*Task*
Going down the data below, set down exactly the line with "write_atomic(&dir.join(MAIN_TF_FILE), &config).await?;" and each line after it through the line with "tree and drop"; no other lines.

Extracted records
◇ ◇ ◇

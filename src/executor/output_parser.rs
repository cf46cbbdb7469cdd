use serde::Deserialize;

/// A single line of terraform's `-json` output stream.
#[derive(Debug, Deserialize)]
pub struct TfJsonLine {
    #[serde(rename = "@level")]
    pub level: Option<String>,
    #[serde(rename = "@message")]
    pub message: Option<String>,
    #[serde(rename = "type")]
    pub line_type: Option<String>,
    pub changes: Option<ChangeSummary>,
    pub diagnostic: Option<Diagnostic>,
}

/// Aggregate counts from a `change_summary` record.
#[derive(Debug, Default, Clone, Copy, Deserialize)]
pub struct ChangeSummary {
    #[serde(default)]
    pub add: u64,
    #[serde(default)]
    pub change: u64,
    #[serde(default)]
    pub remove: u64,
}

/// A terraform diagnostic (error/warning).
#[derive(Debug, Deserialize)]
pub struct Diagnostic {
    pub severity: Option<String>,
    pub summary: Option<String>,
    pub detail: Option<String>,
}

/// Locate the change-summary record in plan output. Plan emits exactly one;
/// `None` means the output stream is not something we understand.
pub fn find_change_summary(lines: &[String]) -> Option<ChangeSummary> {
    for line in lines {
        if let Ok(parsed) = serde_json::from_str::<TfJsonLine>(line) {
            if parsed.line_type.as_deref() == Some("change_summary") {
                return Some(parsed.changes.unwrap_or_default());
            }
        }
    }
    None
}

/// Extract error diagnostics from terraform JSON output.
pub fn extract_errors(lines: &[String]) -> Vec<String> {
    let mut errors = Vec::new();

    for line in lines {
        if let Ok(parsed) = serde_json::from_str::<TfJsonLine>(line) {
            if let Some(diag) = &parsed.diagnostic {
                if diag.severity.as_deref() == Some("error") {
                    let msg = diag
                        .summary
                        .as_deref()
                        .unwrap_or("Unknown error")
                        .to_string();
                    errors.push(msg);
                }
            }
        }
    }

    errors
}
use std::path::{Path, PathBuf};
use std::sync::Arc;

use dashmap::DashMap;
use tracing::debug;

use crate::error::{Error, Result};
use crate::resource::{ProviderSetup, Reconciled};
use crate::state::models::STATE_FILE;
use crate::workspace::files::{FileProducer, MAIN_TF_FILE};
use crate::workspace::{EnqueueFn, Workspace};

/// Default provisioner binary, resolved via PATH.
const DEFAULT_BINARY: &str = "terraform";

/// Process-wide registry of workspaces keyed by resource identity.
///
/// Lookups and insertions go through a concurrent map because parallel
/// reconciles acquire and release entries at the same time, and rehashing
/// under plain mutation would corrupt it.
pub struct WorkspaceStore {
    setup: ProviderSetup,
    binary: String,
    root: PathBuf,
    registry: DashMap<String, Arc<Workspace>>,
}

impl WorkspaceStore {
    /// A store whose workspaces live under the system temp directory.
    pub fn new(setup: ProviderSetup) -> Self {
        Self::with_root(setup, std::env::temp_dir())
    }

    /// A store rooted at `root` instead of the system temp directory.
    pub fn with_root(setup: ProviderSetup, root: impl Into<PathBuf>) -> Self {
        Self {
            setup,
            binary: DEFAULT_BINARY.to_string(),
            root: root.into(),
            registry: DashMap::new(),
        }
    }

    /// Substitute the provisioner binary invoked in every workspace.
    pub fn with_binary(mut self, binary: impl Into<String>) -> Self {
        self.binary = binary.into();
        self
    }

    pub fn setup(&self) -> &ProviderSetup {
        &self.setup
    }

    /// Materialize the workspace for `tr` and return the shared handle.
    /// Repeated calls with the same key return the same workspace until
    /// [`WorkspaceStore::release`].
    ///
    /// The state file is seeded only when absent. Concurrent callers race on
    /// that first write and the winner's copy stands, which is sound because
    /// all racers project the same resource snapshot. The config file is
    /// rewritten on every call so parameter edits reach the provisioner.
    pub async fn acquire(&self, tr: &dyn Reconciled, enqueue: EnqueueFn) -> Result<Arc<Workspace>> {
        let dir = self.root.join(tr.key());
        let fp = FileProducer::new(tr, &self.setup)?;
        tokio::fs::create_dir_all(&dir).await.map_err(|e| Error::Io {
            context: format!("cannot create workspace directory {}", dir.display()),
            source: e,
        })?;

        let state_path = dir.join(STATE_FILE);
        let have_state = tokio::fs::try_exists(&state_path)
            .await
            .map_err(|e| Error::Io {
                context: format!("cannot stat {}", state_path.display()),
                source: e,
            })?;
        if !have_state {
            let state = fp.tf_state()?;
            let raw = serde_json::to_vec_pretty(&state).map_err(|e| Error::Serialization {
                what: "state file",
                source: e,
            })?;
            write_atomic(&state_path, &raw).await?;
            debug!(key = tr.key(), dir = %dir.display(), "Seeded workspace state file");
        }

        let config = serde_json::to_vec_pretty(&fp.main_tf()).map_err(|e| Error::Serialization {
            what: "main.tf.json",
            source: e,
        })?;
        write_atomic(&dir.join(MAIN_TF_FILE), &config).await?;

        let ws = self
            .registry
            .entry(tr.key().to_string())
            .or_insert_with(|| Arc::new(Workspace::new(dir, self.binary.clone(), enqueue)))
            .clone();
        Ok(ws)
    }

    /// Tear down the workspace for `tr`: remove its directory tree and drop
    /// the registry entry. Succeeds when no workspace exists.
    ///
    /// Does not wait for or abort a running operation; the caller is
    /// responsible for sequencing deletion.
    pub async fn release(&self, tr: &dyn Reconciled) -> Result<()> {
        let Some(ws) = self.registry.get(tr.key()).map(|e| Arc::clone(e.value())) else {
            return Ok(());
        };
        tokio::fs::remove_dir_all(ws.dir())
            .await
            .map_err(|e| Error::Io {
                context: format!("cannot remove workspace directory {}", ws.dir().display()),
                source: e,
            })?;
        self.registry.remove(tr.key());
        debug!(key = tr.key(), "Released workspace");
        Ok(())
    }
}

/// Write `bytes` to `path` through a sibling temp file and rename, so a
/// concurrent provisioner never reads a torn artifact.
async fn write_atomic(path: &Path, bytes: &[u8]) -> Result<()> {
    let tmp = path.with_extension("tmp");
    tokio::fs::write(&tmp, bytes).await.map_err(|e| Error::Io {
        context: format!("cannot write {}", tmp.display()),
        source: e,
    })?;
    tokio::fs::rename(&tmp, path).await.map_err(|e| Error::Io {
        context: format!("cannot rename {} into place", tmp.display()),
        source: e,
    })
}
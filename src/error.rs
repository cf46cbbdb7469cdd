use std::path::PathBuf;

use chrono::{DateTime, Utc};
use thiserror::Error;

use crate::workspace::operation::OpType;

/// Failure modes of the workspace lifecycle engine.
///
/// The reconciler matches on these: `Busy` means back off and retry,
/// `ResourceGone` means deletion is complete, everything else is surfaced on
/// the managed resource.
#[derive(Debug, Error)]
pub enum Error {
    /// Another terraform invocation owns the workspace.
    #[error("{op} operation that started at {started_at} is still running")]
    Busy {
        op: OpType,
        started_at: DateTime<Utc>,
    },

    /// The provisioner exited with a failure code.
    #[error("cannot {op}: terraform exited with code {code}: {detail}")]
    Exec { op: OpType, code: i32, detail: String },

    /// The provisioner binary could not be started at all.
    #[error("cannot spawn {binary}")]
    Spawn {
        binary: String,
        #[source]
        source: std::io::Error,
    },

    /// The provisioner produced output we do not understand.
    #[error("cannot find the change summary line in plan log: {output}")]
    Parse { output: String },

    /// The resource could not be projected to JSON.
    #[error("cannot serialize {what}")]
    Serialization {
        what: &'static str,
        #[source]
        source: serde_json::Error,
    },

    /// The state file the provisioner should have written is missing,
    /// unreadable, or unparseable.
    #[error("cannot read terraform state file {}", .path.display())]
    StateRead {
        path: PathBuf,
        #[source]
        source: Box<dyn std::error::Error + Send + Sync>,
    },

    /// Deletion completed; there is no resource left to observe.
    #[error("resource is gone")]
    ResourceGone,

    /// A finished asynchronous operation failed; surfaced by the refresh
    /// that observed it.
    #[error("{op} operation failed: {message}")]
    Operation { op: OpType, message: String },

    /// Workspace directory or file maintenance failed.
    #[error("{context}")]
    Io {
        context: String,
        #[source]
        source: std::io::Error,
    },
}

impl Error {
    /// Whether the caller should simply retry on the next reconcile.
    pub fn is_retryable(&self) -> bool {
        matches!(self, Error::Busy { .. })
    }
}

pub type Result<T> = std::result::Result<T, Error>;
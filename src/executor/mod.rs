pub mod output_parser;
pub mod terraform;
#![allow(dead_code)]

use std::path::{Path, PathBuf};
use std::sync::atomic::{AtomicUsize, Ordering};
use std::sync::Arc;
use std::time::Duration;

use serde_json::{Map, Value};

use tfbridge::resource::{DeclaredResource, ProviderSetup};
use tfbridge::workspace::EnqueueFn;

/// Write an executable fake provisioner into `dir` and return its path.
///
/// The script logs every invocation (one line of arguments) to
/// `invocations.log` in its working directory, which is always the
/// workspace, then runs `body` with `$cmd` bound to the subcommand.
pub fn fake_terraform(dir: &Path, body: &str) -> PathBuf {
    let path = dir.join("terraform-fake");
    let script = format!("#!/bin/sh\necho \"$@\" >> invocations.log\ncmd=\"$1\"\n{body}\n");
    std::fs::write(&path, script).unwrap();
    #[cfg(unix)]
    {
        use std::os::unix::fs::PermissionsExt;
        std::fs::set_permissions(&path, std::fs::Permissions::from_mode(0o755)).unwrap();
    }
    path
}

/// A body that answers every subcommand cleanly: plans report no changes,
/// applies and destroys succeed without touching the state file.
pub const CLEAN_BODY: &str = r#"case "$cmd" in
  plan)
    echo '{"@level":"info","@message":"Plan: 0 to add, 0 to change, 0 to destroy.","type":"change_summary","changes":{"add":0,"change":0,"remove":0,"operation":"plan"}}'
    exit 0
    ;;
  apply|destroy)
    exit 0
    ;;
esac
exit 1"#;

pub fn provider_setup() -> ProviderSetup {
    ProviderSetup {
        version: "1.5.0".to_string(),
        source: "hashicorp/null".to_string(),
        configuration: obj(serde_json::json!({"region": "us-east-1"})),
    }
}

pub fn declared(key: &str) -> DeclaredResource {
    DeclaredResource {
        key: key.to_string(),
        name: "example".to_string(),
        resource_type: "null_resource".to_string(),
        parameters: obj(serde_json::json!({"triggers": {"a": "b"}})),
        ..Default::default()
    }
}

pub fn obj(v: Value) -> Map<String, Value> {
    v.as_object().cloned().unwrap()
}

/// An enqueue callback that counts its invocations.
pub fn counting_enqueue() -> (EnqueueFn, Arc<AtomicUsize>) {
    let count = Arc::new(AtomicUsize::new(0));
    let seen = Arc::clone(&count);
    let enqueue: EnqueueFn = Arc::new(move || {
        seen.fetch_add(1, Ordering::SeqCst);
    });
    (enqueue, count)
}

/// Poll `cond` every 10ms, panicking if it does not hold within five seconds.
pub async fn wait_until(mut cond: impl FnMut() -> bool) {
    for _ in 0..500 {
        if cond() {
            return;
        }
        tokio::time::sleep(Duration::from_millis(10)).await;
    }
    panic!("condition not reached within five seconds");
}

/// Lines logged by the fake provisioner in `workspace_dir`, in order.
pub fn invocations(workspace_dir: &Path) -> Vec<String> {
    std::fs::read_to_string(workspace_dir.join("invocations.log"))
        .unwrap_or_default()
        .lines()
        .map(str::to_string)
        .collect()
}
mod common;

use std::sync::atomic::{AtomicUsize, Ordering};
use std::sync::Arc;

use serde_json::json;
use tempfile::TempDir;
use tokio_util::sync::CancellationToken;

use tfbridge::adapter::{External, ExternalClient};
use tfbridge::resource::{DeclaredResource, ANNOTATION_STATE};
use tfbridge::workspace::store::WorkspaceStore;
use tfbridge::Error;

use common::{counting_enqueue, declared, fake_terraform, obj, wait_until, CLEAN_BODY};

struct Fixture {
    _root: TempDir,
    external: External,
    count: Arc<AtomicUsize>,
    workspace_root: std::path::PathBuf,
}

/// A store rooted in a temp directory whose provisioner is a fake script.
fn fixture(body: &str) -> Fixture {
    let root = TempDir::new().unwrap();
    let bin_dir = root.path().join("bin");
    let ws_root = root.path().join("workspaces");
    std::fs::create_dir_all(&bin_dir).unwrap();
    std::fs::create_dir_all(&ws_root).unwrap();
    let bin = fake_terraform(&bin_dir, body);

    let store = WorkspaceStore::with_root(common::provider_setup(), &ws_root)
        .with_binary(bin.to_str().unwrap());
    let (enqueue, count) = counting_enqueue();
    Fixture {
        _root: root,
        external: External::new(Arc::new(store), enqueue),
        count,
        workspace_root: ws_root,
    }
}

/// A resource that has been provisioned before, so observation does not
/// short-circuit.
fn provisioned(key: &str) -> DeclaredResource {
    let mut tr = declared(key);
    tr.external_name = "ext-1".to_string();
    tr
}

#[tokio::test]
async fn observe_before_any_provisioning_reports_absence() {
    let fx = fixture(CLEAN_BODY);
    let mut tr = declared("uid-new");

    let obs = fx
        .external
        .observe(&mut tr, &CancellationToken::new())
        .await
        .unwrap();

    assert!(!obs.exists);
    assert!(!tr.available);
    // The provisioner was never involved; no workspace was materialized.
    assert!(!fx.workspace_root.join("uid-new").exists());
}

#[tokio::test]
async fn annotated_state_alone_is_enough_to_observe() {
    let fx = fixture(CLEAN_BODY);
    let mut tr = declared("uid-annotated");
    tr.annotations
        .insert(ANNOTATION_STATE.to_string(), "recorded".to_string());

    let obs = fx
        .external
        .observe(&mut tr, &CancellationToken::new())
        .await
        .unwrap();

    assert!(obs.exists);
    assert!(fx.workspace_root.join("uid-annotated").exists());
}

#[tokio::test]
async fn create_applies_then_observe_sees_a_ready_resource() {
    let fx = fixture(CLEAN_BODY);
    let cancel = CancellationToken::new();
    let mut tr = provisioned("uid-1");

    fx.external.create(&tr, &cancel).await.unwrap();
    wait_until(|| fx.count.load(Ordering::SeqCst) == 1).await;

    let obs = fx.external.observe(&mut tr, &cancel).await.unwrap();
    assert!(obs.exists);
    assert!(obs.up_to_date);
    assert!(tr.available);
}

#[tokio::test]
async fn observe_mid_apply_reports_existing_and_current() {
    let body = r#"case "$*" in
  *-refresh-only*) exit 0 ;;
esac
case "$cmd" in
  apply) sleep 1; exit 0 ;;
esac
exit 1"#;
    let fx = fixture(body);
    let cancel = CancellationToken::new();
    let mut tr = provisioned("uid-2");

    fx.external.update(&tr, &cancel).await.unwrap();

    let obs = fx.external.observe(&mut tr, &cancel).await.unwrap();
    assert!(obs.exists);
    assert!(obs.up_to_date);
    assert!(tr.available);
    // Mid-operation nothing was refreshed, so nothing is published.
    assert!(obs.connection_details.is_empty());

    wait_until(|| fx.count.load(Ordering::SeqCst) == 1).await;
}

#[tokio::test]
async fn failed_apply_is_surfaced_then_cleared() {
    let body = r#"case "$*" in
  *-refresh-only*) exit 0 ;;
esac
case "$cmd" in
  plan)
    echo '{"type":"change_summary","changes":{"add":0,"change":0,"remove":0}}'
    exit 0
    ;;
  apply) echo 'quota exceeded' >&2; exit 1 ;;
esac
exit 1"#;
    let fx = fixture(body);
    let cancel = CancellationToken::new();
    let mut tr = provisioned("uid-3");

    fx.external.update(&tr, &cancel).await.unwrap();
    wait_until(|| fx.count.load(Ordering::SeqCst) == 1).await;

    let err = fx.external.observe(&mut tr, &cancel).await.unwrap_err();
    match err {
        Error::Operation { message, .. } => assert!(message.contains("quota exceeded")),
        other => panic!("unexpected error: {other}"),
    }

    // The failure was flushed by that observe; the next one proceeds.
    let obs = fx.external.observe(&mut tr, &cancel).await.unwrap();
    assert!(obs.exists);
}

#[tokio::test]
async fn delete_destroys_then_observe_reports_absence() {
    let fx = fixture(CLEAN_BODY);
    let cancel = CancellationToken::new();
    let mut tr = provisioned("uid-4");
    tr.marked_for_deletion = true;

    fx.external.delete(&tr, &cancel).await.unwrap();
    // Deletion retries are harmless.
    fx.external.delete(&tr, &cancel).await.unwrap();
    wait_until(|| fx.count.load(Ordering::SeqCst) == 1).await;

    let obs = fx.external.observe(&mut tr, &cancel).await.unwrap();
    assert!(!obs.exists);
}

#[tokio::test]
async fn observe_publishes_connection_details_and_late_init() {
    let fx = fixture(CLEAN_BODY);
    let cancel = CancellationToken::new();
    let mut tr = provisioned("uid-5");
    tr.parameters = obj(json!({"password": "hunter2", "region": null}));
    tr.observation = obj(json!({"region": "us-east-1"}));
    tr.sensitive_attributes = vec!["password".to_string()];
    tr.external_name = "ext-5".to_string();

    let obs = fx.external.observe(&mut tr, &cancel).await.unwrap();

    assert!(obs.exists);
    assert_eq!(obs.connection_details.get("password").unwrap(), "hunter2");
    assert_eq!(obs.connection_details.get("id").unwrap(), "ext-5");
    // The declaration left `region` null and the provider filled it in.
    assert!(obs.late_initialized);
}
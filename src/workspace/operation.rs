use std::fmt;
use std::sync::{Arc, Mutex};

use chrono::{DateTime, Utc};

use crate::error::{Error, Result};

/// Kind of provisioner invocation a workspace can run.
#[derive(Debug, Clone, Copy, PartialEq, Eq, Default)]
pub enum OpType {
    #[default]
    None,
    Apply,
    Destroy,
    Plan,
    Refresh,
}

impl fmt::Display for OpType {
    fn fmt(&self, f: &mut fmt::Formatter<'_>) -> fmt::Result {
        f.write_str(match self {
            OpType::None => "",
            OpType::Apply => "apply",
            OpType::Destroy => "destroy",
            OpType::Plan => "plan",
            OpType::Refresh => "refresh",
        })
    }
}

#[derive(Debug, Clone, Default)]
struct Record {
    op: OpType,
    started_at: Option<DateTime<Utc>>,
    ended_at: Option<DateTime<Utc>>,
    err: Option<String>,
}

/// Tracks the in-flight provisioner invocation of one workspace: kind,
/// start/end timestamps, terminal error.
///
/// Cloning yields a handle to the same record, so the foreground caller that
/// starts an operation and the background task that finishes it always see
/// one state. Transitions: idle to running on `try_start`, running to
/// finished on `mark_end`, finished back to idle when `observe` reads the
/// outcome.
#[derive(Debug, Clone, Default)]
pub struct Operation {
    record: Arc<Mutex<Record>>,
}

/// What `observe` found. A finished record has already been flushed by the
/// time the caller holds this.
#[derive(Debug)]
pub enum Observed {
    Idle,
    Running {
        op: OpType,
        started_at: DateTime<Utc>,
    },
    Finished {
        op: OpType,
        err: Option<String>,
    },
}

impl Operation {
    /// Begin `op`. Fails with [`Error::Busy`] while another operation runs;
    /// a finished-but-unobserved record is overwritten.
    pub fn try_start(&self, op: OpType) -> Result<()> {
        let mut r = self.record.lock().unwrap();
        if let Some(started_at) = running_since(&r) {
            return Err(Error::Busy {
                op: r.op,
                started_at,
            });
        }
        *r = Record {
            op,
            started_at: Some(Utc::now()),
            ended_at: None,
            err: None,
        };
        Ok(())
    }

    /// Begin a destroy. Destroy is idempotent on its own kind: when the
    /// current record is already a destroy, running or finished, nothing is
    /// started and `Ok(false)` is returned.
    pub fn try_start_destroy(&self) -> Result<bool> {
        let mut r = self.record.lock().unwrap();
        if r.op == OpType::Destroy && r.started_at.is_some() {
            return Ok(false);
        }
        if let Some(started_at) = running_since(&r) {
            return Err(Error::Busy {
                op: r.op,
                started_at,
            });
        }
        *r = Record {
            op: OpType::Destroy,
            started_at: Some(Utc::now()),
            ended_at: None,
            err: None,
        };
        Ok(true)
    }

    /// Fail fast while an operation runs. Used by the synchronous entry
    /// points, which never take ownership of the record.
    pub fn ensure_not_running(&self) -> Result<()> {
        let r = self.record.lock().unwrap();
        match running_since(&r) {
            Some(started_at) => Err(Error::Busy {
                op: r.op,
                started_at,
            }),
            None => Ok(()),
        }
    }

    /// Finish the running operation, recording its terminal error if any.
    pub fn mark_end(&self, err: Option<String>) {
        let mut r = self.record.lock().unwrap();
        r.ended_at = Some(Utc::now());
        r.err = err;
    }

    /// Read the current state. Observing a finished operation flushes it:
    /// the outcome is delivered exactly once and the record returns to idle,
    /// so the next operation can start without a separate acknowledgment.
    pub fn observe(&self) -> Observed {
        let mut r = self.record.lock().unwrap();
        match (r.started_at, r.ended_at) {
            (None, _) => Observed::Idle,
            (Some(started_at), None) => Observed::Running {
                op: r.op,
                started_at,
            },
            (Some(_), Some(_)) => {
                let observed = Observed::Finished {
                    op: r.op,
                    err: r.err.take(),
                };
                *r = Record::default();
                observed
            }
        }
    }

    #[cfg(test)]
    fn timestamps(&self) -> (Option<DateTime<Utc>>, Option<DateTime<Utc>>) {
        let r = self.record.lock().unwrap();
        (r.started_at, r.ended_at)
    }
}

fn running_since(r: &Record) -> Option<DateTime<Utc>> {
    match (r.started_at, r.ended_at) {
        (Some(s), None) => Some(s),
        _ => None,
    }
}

◇ ◇ ◇

*Solution below*
        write_atomic(&dir.join(MAIN_TF_FILE), &config).await?;

        let ws = self
            .registry
            .entry(tr.key().to_string())
            .or_insert_with(|| Arc::new(Workspace::new(dir, self.binary.clone(), enqueue)))
            .clone();
        Ok(ws)
    }

    /// Tear down the workspace for `tr`: remove its directory tree and drop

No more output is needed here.